Gene therapy has gained attention as a potentially powerful method for curing disease over the past two decades, but there are still some difficulties to deliver genes into the cells. Therefore, the clinical success of gene therapy is critically dependent on efficient and safe gene delivery. For this reason, it is necessary to use delivery agents.
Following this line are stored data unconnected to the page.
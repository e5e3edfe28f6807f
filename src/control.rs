// Copyright 2021 Google LLC
//
// Licensed under the Apache License, Version 2.0 (the "License");
// you may not use this file except in compliance with the License.
// You may obtain a copy of the License at
//
//     https://www.apache.org/licenses/LICENSE-2.0
//
// Unless required by applicable law or agreed to in writing, software
// distributed under the License is distributed on an "AS IS" BASIS,
// WITHOUT WARRANTIES OR CONDITIONS OF ANY KIND, either express or implied.
// See the License for the specific language governing permissions and
// limitations under the License.

//! Vendor control requests on the USB-SPI interface.

use crate::config::Config;
use crate::config::SpiDevice;
use crate::io::Read;
use crate::protocol::wire::FromWire;
use crate::protocol::wire::FromWireError;
use crate::protocol::wire::WireEnum;

/// Host-to-device, vendor, interface.
pub const USB_SPI_REQUEST_TYPE: u8 = 0x41;

wire_enum! {
    /// `bRequest` values understood by the bridge.
    pub enum ControlVerb: u8 {
        /// Set the host-side enable.
        Enable = 0x00,

        /// Clear the host-side enable.
        Disable = 0x01,
    }
}

/// Direction bit of `bmRequestType`.
#[derive(Clone, Copy, Debug, PartialEq, Eq)]
pub enum SetupDirection {
    /// OUT.
    HostToDevice,
    /// IN.
    DeviceToHost,
}

/// Type field of `bmRequestType`.
#[derive(Clone, Copy, Debug, PartialEq, Eq)]
pub enum SetupRequestClass {
    /// Standard request.
    Standard,
    /// Class request.
    Class,
    /// Vendor request.
    Vendor,
    /// Reserved.
    Reserved,
}

/// Recipient field of `bmRequestType`.
#[derive(Clone, Copy, Debug, PartialEq, Eq)]
pub enum SetupRecipient {
    /// The device.
    Device,
    /// An interface.
    Interface,
    /// An endpoint.
    Endpoint,
    /// Other.
    Other,
    /// Reserved.
    Reserved,
}

/// A USB setup packet.
#[derive(Clone, Copy, Debug, PartialEq, Eq)]
pub struct SetupRequest {
    /// `bmRequestType`.
    pub bm_request_type: u8,
    /// `bRequest`.
    pub b_request: u8,
    /// `wValue`: the peripheral index.
    pub w_value: u16,
    /// `wIndex`: the interface number.
    pub w_index: u16,
    /// `wLength`.
    pub w_length: u16,
}

impl SetupRequest {
    /// Builds a request addressed to the USB-SPI interface.
    pub fn usb_spi(verb: ControlVerb, device_index: u16, interface: u16) -> Self {
        Self {
            bm_request_type: USB_SPI_REQUEST_TYPE,
            b_request: verb.to_wire_value(),
            w_value: device_index,
            w_index: interface,
            w_length: 0,
        }
    }

    /// Parses the 8 byte setup packet.
    pub fn parse(buf: &[u8]) -> Result<Self, FromWireError> {
        Self::from_wire(buf)
    }

    /// Direction of the data stage.
    pub fn data_direction(&self) -> SetupDirection {
        match (self.bm_request_type & 0x80) >> 7 {
            0 => SetupDirection::HostToDevice,
            _ => SetupDirection::DeviceToHost,
        }
    }

    /// Standard, class or vendor.
    pub fn req_type(&self) -> SetupRequestClass {
        match (self.bm_request_type & 0x60) >> 5 {
            0 => SetupRequestClass::Standard,
            1 => SetupRequestClass::Class,
            2 => SetupRequestClass::Vendor,
            _ => SetupRequestClass::Reserved,
        }
    }

    /// Who the request is for.
    pub fn recipient(&self) -> SetupRecipient {
        match self.bm_request_type & 0x1f {
            0 => SetupRecipient::Device,
            1 => SetupRecipient::Interface,
            2 => SetupRecipient::Endpoint,
            3 => SetupRecipient::Other,
            _ => SetupRecipient::Reserved,
        }
    }
}

impl<'a> FromWire<'a> for SetupRequest {
    fn from_wire<R: Read<'a>>(mut r: R) -> Result<Self, FromWireError> {
        Ok(Self {
            bm_request_type: r.read_le()?,
            b_request: r.read_le()?,
            w_value: r.read_le()?,
            w_index: r.read_le()?,
            w_length: r.read_le()?,
        })
    }
}

/// Reasons a control request is refused.
#[derive(Clone, Copy, Debug, PartialEq, Eq)]
pub enum ControlError {
    /// Not a host-to-device vendor request for an interface.
    BadRequestType(u8),

    /// `wValue` is past the end of the device table.
    NoSuchDevice(u16),

    /// The peripheral may not be used over USB-SPI.
    DeviceNotEnabled(u16),

    /// `wIndex` is another interface.
    WrongInterface(u16),

    /// The request has a data stage.
    UnexpectedData(u16),

    /// `bRequest` is not a known verb.
    UnknownVerb(u8),
}

/// An accepted control request.
#[derive(Clone, Copy, Debug, PartialEq, Eq)]
pub struct Accepted {
    /// What the host asked for.
    pub verb: ControlVerb,

    /// The peripheral to target from now on.
    pub device_index: usize,
}

/// Checks `req` against the device table and interface.
pub fn validate(
    req: &SetupRequest,
    devices: &[SpiDevice],
    config: &Config,
) -> Result<Accepted, ControlError> {
    if req.data_direction() != SetupDirection::HostToDevice
        || req.req_type() != SetupRequestClass::Vendor
        || req.recipient() != SetupRecipient::Interface
    {
        return Err(ControlError::BadRequestType(req.bm_request_type));
    }

    let device_index = usize::from(req.w_value);
    let device = devices
        .get(device_index)
        .ok_or(ControlError::NoSuchDevice(req.w_value))?;
    if !device.usb_enabled() {
        return Err(ControlError::DeviceNotEnabled(req.w_value));
    }
    if req.w_index != config.interface {
        return Err(ControlError::WrongInterface(req.w_index));
    }
    if req.w_length != 0 {
        return Err(ControlError::UnexpectedData(req.w_length));
    }

    let verb =
        ControlVerb::from_wire_value(req.b_request).ok_or(ControlError::UnknownVerb(req.b_request))?;
    Ok(Accepted { verb, device_index })
}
As non-viral transfection agent, nucleoside-based cationic lipids (nucleolipids) have been developed and have some advantages: (1) low cytotoxicity compared to viral transfection agents, (2) similar structure to cell membrane, (3) favorable interactions with negatively charged gene and cell membranes, and (4) interaction with gene through electrostatic, hydrophobic interactions, and hydrogen bonding, π-π stacking, and nucleo-base recognition. The novel uridine-based cationic lipids had been synthesized for the delivery of therapeutic gene, siRNA. The 5' position of uridine was conjugated by triazole ring through click chemistry with basic amino acid, lysine and arginine or guanidine group. To make diverse length and kink on tails, octyl, dodecyl, and oleyl alkyl chain were linked at 2' and 3' positions by carbamate group. The lipoplex was prepared by using uridine-based cationic lipids and VEGF siRNA. From gel retardation assay, we found the minimal mol ratio of lipoplex between cationic nucleolipid and siRNA. This result showed nucleoside-based cationic lipids were able to bind siRNA. MTT assay was done for cytotoxicity which indicated the cationic lipids had low cytotoxicity. siRNA knockdown experiment was performed with the cationic nucleolipids and we concluded that uridine-based cationic lipids had a positive effect on siRNA delivery.